Vintage variation is an underlying theme in Niagara, and in 2011 the spring was cool, wet, and slow to arrive! Since the crew at Rosewood had finished their pruning in the winter, they were fortunate to be able to stay out of the vineyard during the wet spring.
The pruning leaves three or four of last year's shoots (first photo on the right), two of which will be tied down on the fruiting wire to provide the canes from which this year's shoots will grow. The remaining untied canes are kept as extra safety canes until the risk of frost passes. In the Spring video we see Will Roman tying down the canes on a Semillon vine, and all the tying down took place in the last week of April. A tied vine with its safety cane in place is shown on the right.

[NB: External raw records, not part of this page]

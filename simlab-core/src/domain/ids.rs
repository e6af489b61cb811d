use serde::{Deserialize, Serialize};
use std::fmt;

/// Order identifier, unique within a single run.
#[derive(Debug, Clone, Copy, PartialEq, Eq, Hash, PartialOrd, Ord, Serialize, Deserialize)]
pub struct OrderId(pub u64);

impl fmt::Display for OrderId {
    fn fmt(&self, f: &mut fmt::Formatter<'_>) -> fmt::Result {
        write!(f, "ord-{}", self.0)
    }
}

/// Monotonic order-id generator. Starts at 1.
#[derive(Debug, Clone, Default)]
pub struct IdGen {
    last: u64,
}

impl IdGen {
    pub fn next_order_id(&mut self) -> OrderId {
        self.last += 1;
        OrderId(self.last)
    }
}

/// Content hash of a bar sequence (BLAKE3 hex).
#[derive(Debug, Clone, PartialEq, Eq, Hash, Serialize, Deserialize)]
pub struct DatasetHash(pub String);

impl fmt::Display for DatasetHash {
    fn fmt(&self, f: &mut fmt::Formatter<'_>) -> fmt::Result {
        write!(f, "{}", self.0)
    }
}

#[cfg(test)]
mod tests {
    use super::*;

    #[test]
    fn id_gen_is_monotonic() {
        let mut ids = IdGen::default();
        assert_eq!(ids.next_order_id(), OrderId(1));
        assert_eq!(ids.next_order_id(), OrderId(2));
    }
}
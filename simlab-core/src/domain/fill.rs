//! Fill: the realized result of executing an order against a bar.

use super::bar::PriceReference;
use super::ids::OrderId;
use super::order::Side;
use serde::{Deserialize, Serialize};

#[derive(Debug, Clone, PartialEq, Serialize, Deserialize)]
pub struct Fill {
    pub order_id: OrderId,
    /// Timestamp of the bar the order executed against.
    pub timestamp: i64,
    /// Timestamp of the newest bar the deciding strategy had read.
    pub decision_timestamp: i64,
    /// Phase of that bar the strategy had seen.
    pub decision_phase: PriceReference,
    pub symbol: String,
    pub side: Side,
    pub quantity: f64,
    /// Reference price adjusted by slippage.
    pub price: f64,
    pub commission: f64,
    /// Signed per-unit price adjustment applied to the reference price.
    pub slippage: f64,
    pub reference: PriceReference,
}

impl Fill {
    pub fn signed_quantity(&self) -> f64 {
        self.quantity * self.side.sign()
    }

    pub fn notional(&self) -> f64 {
        (self.quantity * self.price).abs()
    }

    /// Change in cash caused by this fill, commission included.
    pub fn cash_delta(&self) -> f64 {
        -self.signed_quantity() * self.price - self.commission
    }
}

Bud-burst took place in mid-May, perhaps ten days to two weeks later than average in Niagara. But by the end of May growth was vigorous and perhaps the vines were beginning to make up a little ground after the late start. At Rosewood the security canes were removed in the last week in May and the flowers were beginning to form (photos below).
The Spring video shows the cutting of the security canes, and then in the next week we watch as Will takes us through an example of shoot thinning and bud removal from a Pinot Noir vine. Will conceptualizes this process as having three stages: first, maintaining the trunk; second. maintaining the central renewal zone of the vine, the area from which shoots are developed that will be used as canes for the coming year; and third, maintaining the growth along the canes.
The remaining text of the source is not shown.